In contrast, Vassanji decided to go the opposite way with Nurul, who refuses to support the Pakistani nuclear programme. His decision is traced back to his experiences with Partition. Although he and his family were largely unscathed, he witnessed the damage and violence done to several other families, which profoundly affects him. The military is antagonised by his refusal to be involved in the project and remove their protective hand from him, allowing him to be attacked on all fronts.
Defeat seems inescapable for Nurul and he is simultaneously targeted by a coincidental combination of forces. First, ignorant fundamentalists publish photographs of him and Hilary during the early days of their relationship. Meanwhile, in a trajectory echoing Salam’s path, a critic in England constantly claims Nurul is a fraud, and a senior scientist in Holland is dismissive of him, decreasing his standing in the scientific field. At one point in the novel, Hilary wonders about Nurul’s downfall. “Perhaps it all started with me. The evil American second wife.” However, it is clear that Hilary was just a means for his countrymen to target him, as they were determined to get him one way or another.

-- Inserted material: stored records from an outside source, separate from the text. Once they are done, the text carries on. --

//! Process configuration read from environment variables.

use std::net::SocketAddr;
use std::path::PathBuf;
use std::time::Duration;

use thiserror::Error;

use investi_infra::email_queue::{MAX_CLAIM_LEASE, MIN_CLAIM_LEASE};
use investi_infra::mailer::http::DEFAULT_ENDPOINT;

/// Hard ceiling on jobs claimed per cron invocation.
pub const MAX_CRON_BATCH: usize = 25;

#[derive(Debug, Error, PartialEq, Eq)]
pub enum ConfigError {
    #[error("invalid value for {key}: {value:?}")]
    Invalid { key: &'static str, value: String },
}

#[derive(Debug, Clone)]
pub struct EmailSettings {
    /// Provider key; `None` selects the log-only sender
    pub api_key: Option<String>,
    pub api_url: String,
    pub from: String,
    pub max_attempts: u32,
    pub claim_lease: Duration,
}

#[derive(Debug, Clone)]
pub struct AppConfig {
    pub bind_addr: SocketAddr,
    /// `None` runs on in-memory stores
    pub database_url: Option<String>,
    pub cron_secret: Option<String>,
    /// `None` locks the admin routes entirely
    pub admin_secret: Option<String>,
    pub email: EmailSettings,
    pub cron_batch_size: usize,
    pub upload_dir: PathBuf,
    pub upload_public_base_url: String,
}

impl Default for AppConfig {
    fn default() -> Self {
        Self {
            bind_addr: SocketAddr::from(([0, 0, 0, 0], 8080)),
            database_url: None,
            cron_secret: None,
            admin_secret: None,
            email: EmailSettings {
                api_key: None,
                api_url: DEFAULT_ENDPOINT.to_string(),
                from: "Investi <hello@investi.com>".to_string(),
                max_attempts: 3,
                claim_lease: Duration::from_secs(600),
            },
            cron_batch_size: 10,
            upload_dir: PathBuf::from("./uploads"),
            upload_public_base_url: "/uploads".to_string(),
        }
    }
}

impl AppConfig {
    pub fn from_env() -> Result<Self, ConfigError> {
        Self::from_lookup(|key| std::env::var(key).ok())
    }

    /// Build from an arbitrary key lookup. Blank values count as unset.
    pub fn from_lookup(lookup: impl Fn(&str) -> Option<String>) -> Result<Self, ConfigError> {
        let get = |key: &str| lookup(key).map(|v| v.trim().to_string()).filter(|v| !v.is_empty());
        let defaults = Self::default();

        let bind_addr = match get("BIND_ADDR") {
            Some(raw) => parse("BIND_ADDR", raw)?,
            None => defaults.bind_addr,
        };

        let max_attempts = match get("EMAIL_MAX_ATTEMPTS") {
            Some(raw) => parse::<u32>("EMAIL_MAX_ATTEMPTS", raw.clone()).and_then(|n| {
                if n == 0 {
                    Err(ConfigError::Invalid { key: "EMAIL_MAX_ATTEMPTS", value: raw })
                } else {
                    Ok(n)
                }
            })?,
            None => defaults.email.max_attempts,
        };

        let claim_lease = match get("EMAIL_CLAIM_LEASE_SECS") {
            Some(raw) => {
                let lease = Duration::from_secs(parse("EMAIL_CLAIM_LEASE_SECS", raw.clone())?);
                if !(MIN_CLAIM_LEASE..=MAX_CLAIM_LEASE).contains(&lease) {
                    return Err(ConfigError::Invalid { key: "EMAIL_CLAIM_LEASE_SECS", value: raw });
                }
                lease
            }
            None => defaults.email.claim_lease,
        };

        let cron_batch_size = match get("CRON_BATCH_SIZE") {
            Some(raw) => parse::<usize>("CRON_BATCH_SIZE", raw)?.clamp(1, MAX_CRON_BATCH),
            None => defaults.cron_batch_size,
        };

        Ok(Self {
            bind_addr,
            database_url: get("DATABASE_URL"),
            cron_secret: get("CRON_SECRET"),
            admin_secret: get("ADMIN_SECRET"),
            email: EmailSettings {
                api_key: get("EMAIL_API_KEY"),
                api_url: get("EMAIL_API_URL").unwrap_or(defaults.email.api_url),
                from: get("EMAIL_FROM").unwrap_or(defaults.email.from),
                max_attempts,
                claim_lease,
            },
            cron_batch_size,
            upload_dir: get("UPLOAD_DIR").map(PathBuf::from).unwrap_or(defaults.upload_dir),
            upload_public_base_url: get("UPLOAD_PUBLIC_BASE_URL")
                .unwrap_or(defaults.upload_public_base_url),
        })
    }
}

fn parse<T: std::str::FromStr>(key: &'static str, raw: String) -> Result<T, ConfigError> {
    raw.parse().map_err(|_| ConfigError::Invalid { key, value: raw })
}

Considering the role Pakistani military and fundamentalists play in his ruin, it is remarkable that Nurul does not define himself as a Pakistani or Muslim scientist, but just as a scientist. This choice of identity has not only been explored by Vassanji in his works but has been experienced by him. Born in Kenya to Indian immigrants, raised in Dar es Salaam, and now settled in Toronto for decades, Vassanji is assured in his definition of identity. “Identity is just ticking off boxes according to government forms, but belonging is where you step down from a bus or plane or wherever, you breathe the air, and say, ‘yes, this is it’. For me that is when I go back to Africa, or when I come here to Delhi. In Dar es Salaam and Nairobi, and sometimes in Toronto, it’s a sense of familiarity about belonging, that no one can take away from you. Only you decide where you belong, not some government official.”
Identity is a central theme in Everything There Is, along with religion, responsibility, and choices, making the book much more than a discussion of theoretical physics. It is part biography and part novel. Even though most of the action takes place in only the last 100 pages, it is still a moving picture of the tragedy of a brilliant, once fortunate man.